§ **EXTRACTED RECORDS**
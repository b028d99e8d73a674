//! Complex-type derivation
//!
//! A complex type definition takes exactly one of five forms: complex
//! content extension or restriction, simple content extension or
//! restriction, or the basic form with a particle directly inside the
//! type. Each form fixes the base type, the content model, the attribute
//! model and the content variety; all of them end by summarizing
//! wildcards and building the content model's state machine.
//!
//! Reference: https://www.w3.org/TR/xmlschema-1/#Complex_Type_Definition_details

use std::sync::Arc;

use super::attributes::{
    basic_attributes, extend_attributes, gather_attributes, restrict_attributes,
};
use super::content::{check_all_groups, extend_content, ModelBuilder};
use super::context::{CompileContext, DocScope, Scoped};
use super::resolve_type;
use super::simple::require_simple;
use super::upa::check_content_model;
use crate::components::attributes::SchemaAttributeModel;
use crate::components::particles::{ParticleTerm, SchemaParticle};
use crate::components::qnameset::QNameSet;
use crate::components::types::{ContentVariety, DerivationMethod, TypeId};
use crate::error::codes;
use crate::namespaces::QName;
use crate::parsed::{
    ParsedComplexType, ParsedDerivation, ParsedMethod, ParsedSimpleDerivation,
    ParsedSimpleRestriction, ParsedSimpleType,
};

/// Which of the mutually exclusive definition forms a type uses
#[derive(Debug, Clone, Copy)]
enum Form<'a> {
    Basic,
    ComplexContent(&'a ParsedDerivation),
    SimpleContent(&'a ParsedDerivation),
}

§ **EXERCISE DIRECTIONS**
Only the lines that contain the string "ParsedDerivation" should be copied from the entries above.

§ **WRITTEN ANSWER**
    ParsedComplexType, ParsedDerivation, ParsedMethod, ParsedSimpleDerivation,
    ComplexContent(&'a ParsedDerivation),
    SimpleContent(&'a ParsedDerivation),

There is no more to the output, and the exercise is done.